Sam was impressed with the whale's ability to find a navigable channel. Six miles upriver from Hughes, the Koyukuk runs through a narrow, shallow passage that the villagers did not believe the whale could traverse. Sam said the beluga swam back and forth and back and forth six times until it found a passage.
Bob Small, marine mammals coordinator for the state, concluded the whale was a sub-adult when he heard it was gray and 12 to 15 feet long. Full grown belugas are white.
Small said there most likely will be no rescue effort attempted to turn the beluga around.
''In a situation like this we should just let the animal figure it out,'' he said. ''They're intelligent animals and not worth our while to get in the water and do something to it.''
With a marine mammal in the neighborhood, Hughes villagers are taking extra precautions.
''Everybody has to wear their life jackets. The whale is in the channel, not the shallow water, and that is where we drive the boats,'' Nicholia said.
Not everyone is thrilled with the unusual visitor.
''The elders think it's 'hutlaanee,' that it's not right,'' Nicholia said. ''I know one elder was praying because she thought it was 'hutlaanee.'''
According to Athabascan linguist Eliza Jones, the traditional usage of ''hutlaanee'' presages something bad.

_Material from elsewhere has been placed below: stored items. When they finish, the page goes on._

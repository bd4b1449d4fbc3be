pub mod prelude;

pub mod catches;
pub mod spots;
pub mod territories;
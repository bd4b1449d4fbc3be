#![forbid(unsafe_code)]

//! Title resolution and ranking for spots and territories.
//!
//! A catch submitted at a spot may take over the spot's title (its "king").
//! Whoever holds the most titles inside a territory rules it. Everything in
//! here works against the narrow store traits in [`store`], so the same logic
//! runs on top of SQL or the in-process [`memory::MemoryStore`].

pub mod leaderboard;
pub mod memory;
pub mod models;
pub mod qualifier;
pub mod resolver;
pub mod service;
pub mod store;
pub mod territory;
pub mod units;

pub use models::*;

''If you see something like that it means there is going to be some sort of epidemic of sickness,'' Jones said.
Lloyd Lowry, a retired marine mammal specialist, said it's not uncommon for belugas to go from salt to fresh water and ascend large rivers.

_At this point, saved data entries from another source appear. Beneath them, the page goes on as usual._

use sea_orm_migration::prelude::*;

#[derive(DeriveMigrationName)]
pub struct Migration;

#[async_trait::async_trait]
impl MigrationTrait for Migration {
    async fn up(&self, manager: &SchemaManager) -> Result<(), DbErr> {
        manager
            .create_table(
                Table::create()
                    .table(Territories::Table)
                    .if_not_exists()
                    .col(
                        ColumnDef::new(Territories::Id)
                            .integer()
                            .not_null()
                            .auto_increment()
                            .primary_key(),
                    )
                    .col(ColumnDef::new(Territories::Name).string().not_null())
                    .to_owned(),
            )
            .await
    }

    async fn down(&self, manager: &SchemaManager) -> Result<(), DbErr> {
        manager
            .drop_table(Table::drop().table(Territories::Table).to_owned())
            .await
    }
}

/// Learn more at https://docs.rs/sea-query#iden
#[derive(Iden)]
pub enum Territories {
    Table,
    Id,
    Name,
}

''There is a large group of belugas at the mouth of the Yukon at its various mouths. They certainly go up the river to St. Marys and Emmonak and every once in a while one forgets to go out,'' he said.
Groups of whales were at Tanana, 750 miles from the mouth of the Yukon, in 1982 and a single adult was seen above Rampart, 80 miles farther upstream. In 1993 four belugas were spotted further upriver near Fort Yukon.
''Nobody has a clue as to what happens to these whales,'' Lowry said.
Lowry said belugas are very good in shallow and murky water, navigating and catching fish.
''They have really good sonar. It's the best echolocation of any animal in the world. All toothed whales and bats use it,'' he said.
Biologists estimate there are 10,000 belugas in Norton Sound.